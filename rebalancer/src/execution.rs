//! Command workflows: load inputs → compute → display → audit.
//!
//! This is where the config, the snapshot cache, the balance export, and the
//! audit trail meet the engine.

use std::path::{Path, PathBuf};

use capweight::metrics::{periods_per_year, report_metrics};
use capweight::persistence::{self, LATEST};
use capweight::{
    Asset, Holdings, PeriodReport, Simulation, SimulationReport, Snapshot, SnapshotHistory,
    TargetSet, Trade, TradePlan, compute_targets, compute_trades,
};
use chrono::NaiveDate;
use log::{info, warn};

use crate::audit::{self, AuditLog};
use crate::balances;
use crate::config::Config;
use crate::error::{Error, Result};

/// Period key format of the snapshot cache (`20180107`).
const PERIOD_FORMAT: &str = "%Y%m%d";

/// Options for a single-shot plan.
pub struct PlanOptions {
    /// Balance export CSV
    pub balances: PathBuf,
    /// Snapshot file to plan against instead of the cached latest one
    pub snapshot: Option<PathBuf>,
    /// Print the plan as JSON instead of a table
    pub json: bool,
}

/// Options for a historical replay.
#[derive(Default)]
pub struct SimulateOptions {
    pub from: Option<String>,
    pub to: Option<String>,
}

/// Normalize a `YYYY-MM-DD` or `YYYYMMDD` date to a cache period key.
pub fn parse_period(input: &str) -> Result<String> {
    let date = NaiveDate::parse_from_str(input, "%Y-%m-%d")
        .or_else(|_| NaiveDate::parse_from_str(input, PERIOD_FORMAT))
        .map_err(|_| Error::Date(input.to_string()))?;
    Ok(date.format(PERIOD_FORMAT).to_string())
}

/// Load one snapshot file, keeping its path in the error.
pub fn load_snapshot_file(path: &Path) -> Result<Snapshot> {
    persistence::load_snapshot(path).map_err(|e| Error::Snapshot {
        path: path.to_path_buf(),
        source: e,
    })
}

/// Load the cached snapshot history, restricted to `[from, to]`.
pub fn load_window(config: &Config, opts: &SimulateOptions) -> Result<SnapshotHistory> {
    let dir = config.snapshot_dir();
    let history = persistence::load_history(dir).map_err(|e| Error::Snapshot {
        path: dir.to_path_buf(),
        source: e,
    })?;

    let from = opts.from.as_deref().map(parse_period).transpose()?;
    let to = opts.to.as_deref().map(parse_period).transpose()?;
    Ok(history.between(from.as_deref(), to.as_deref()))
}

fn snapshot_for(config: &Config, path: Option<&Path>) -> Result<(String, Snapshot)> {
    match path {
        Some(p) => Ok((p.display().to_string(), load_snapshot_file(p)?)),
        None => Ok((LATEST.to_string(), load_snapshot_file(&config.latest_snapshot_path())?)),
    }
}

/// Targets and trades for `holdings` against one snapshot.
pub fn plan(config: &Config, snapshot: &Snapshot, holdings: &Holdings) -> Result<(TargetSet, TradePlan)> {
    let blacklist = config.blacklist();
    let targets = compute_targets(snapshot, |a| blacklist.allows(a), &config.allocation())?;
    let trades = compute_trades(&targets, holdings, snapshot)?;
    Ok((targets, trades))
}

/// Single-shot rebalance of an exported portfolio.
pub fn run_plan(config: &Config, opts: &PlanOptions) -> Result<()> {
    let mut audit = AuditLog::open(&config.audit_path())?;
    audit::log_run_started(
        &mut audit,
        "plan",
        serde_json::json!({
            "balances": opts.balances.display().to_string(),
            "snapshot": opts.snapshot.as_ref().map(|p| p.display().to_string()),
        }),
    )?;

    let holdings = balances::load_balances(&opts.balances, config.holdings.percent_in_play)?;
    let (label, snapshot) = snapshot_for(config, opts.snapshot.as_deref())?;
    let (targets, trade_plan) = plan(config, &snapshot, &holdings)?;

    audit::log_targets(&mut audit, &label, &targets)?;
    audit::log_trades(&mut audit, &label, &trade_plan)?;

    if opts.json {
        println!("{}", serde_json::to_string_pretty(&trade_plan)?);
    } else {
        println!(
            "Account value: ${:.2} (cash ${:.2}, {} positions)\n",
            trade_plan.account_value,
            holdings.cash(),
            holdings.len()
        );
        print!("{}", format_trades(&trade_plan.trades));
    }

    let actionable = trade_plan.actionable().count();
    audit::log_run_completed(&mut audit, 1, actionable)?;
    info!("{actionable} trades planned. Audit logged to {}", config.audit_path().display());
    Ok(())
}

/// Print the target weights of one snapshot.
pub fn run_targets(config: &Config, snapshot: Option<&Path>) -> Result<()> {
    let (label, snapshot) = snapshot_for(config, snapshot)?;
    let blacklist = config.blacklist();
    let targets = compute_targets(&snapshot, |a| blacklist.allows(a), &config.allocation())?;

    println!("TARGETS ({label}):");
    print!("{}", format_targets(&targets));
    Ok(())
}

/// Replay the cached history and report the trajectory.
///
/// A period that cannot be computed ends the run; the periods before it are
/// still printed and audited, then [`Error::SimulationAborted`] is returned.
pub fn run_simulation(config: &Config, opts: &SimulateOptions) -> Result<SimulationReport> {
    let mut audit = AuditLog::open(&config.audit_path())?;
    audit::log_run_started(
        &mut audit,
        "simulate",
        serde_json::json!({ "from": opts.from, "to": opts.to }),
    )?;

    let history = load_window(config, opts)?;
    if history.is_empty() {
        warn!("no cached snapshots in {}", config.snapshot_dir().display());
    }

    let sim_config = config.simulation_config();
    let blacklist = config.blacklist();
    let simulation = Simulation::new(&history, |a: &Asset| blacklist.allows(a), sim_config)?;
    println!(
        "Replaying {} of {} snapshots (every {}), starting with ${:.2}\n",
        simulation.schedule().len(),
        history.len(),
        sim_config.stride,
        sim_config.starting_cash
    );
    let report = simulation.run();

    for period in &report.periods {
        print!("{}", format_period(period));
        audit::log_period(&mut audit, period)?;
    }

    if let Some(abort) = &report.aborted {
        audit::log_aborted(&mut audit, abort)?;
        return Err(Error::SimulationAborted {
            period: abort.period.clone(),
            source: abort.error.clone(),
        });
    }

    if let Some(value) = report.final_value() {
        println!("Final account value: ${value:.2}\n");
    }
    if let Some(metrics) = report_metrics(&report, periods_per_year(sim_config.stride)) {
        print!("{metrics}");
    }

    audit::log_run_completed(&mut audit, report.periods.len(), report.trade_count())?;
    Ok(report)
}

// === Display ===

/// Trade table for every trade that changes a holding.
pub fn format_trades(trades: &[Trade]) -> String {
    let rows: Vec<&Trade> = trades.iter().filter(|t| !t.is_noop()).collect();
    if rows.is_empty() {
        return "No trades needed.\n".to_string();
    }

    let mut out = format!(
        "  {:8} {:16} {:6} {:>12} {:>12} {:>9} {:>9} {:>12} {:>12} {:>14} {:>14}\n",
        "Symbol",
        "Name",
        "Action",
        "Amount",
        "Price/Coin",
        "Target %",
        "Current %",
        "Target USD",
        "Current USD",
        "Target Coins",
        "Current Coins",
    );
    for t in rows {
        out.push_str(&format!(
            "  {:8} {:16} {:6} {:>12} {:>12} {:>8.3}% {:>8.3}% {:>12} {:>12} {:>14.6} {:>14.6}\n",
            t.symbol,
            t.name,
            t.action.to_string(),
            dollars(t.amount()),
            dollars(t.price),
            t.target_allocation * 100.0,
            t.current_allocation * 100.0,
            dollars(t.target_value()),
            dollars(t.current_value()),
            t.target_coins,
            t.current_coins,
        ));
    }
    out
}

/// Ranked target weights.
pub fn format_targets(targets: &TargetSet) -> String {
    let mut out = String::new();
    if targets.is_degenerate() {
        out.push_str("  no valid targets (zero total market cap)\n");
    }
    for (i, r) in targets.iter().enumerate() {
        out.push_str(&format!(
            "  {:>3}  {:8} {:16} {:>8.3}%  mcap ${:.0}\n",
            i + 1,
            r.asset.symbol,
            r.asset.name,
            r.target_allocation * 100.0,
            r.asset.market_cap,
        ));
    }
    out
}

fn format_period(report: &PeriodReport) -> String {
    format!(
        "{}{} Previous account value: ${:.2}\n{} Account value: ${:.2}\n\n",
        format_trades(&report.trades),
        report.period,
        report.pre_trade_value,
        report.period,
        report.post_trade_value
    )
}

fn dollars(value: f64) -> String {
    if value < 0.0 {
        format!("-${:.3}", -value)
    } else {
        format!("${value:.3}")
    }
}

──────

The reply should consist solely of the lines above from the one that has "display → audit." through the one that has "pub fn load_snapshot_file(path: &Path)", reproduced exactly.

• Finished task:
//! Command workflows: load inputs → compute → display → audit.
//!
//! This is where the config, the snapshot cache, the balance export, and the
//! audit trail meet the engine.

use std::path::{Path, PathBuf};

use capweight::metrics::{periods_per_year, report_metrics};
use capweight::persistence::{self, LATEST};
use capweight::{
    Asset, Holdings, PeriodReport, Simulation, SimulationReport, Snapshot, SnapshotHistory,
    TargetSet, Trade, TradePlan, compute_targets, compute_trades,
};
use chrono::NaiveDate;
use log::{info, warn};

use crate::audit::{self, AuditLog};
use crate::balances;
use crate::config::Config;
use crate::error::{Error, Result};

/// Period key format of the snapshot cache (`20180107`).
const PERIOD_FORMAT: &str = "%Y%m%d";

/// Options for a single-shot plan.
pub struct PlanOptions {
    /// Balance export CSV
    pub balances: PathBuf,
    /// Snapshot file to plan against instead of the cached latest one
    pub snapshot: Option<PathBuf>,
    /// Print the plan as JSON instead of a table
    pub json: bool,
}

/// Options for a historical replay.
#[derive(Default)]
pub struct SimulateOptions {
    pub from: Option<String>,
    pub to: Option<String>,
}

/// Normalize a `YYYY-MM-DD` or `YYYYMMDD` date to a cache period key.
pub fn parse_period(input: &str) -> Result<String> {
    let date = NaiveDate::parse_from_str(input, "%Y-%m-%d")
        .or_else(|_| NaiveDate::parse_from_str(input, PERIOD_FORMAT))
        .map_err(|_| Error::Date(input.to_string()))?;
    Ok(date.format(PERIOD_FORMAT).to_string())
}

/// Load one snapshot file, keeping its path in the error.
pub fn load_snapshot_file(path: &Path) -> Result<Snapshot> {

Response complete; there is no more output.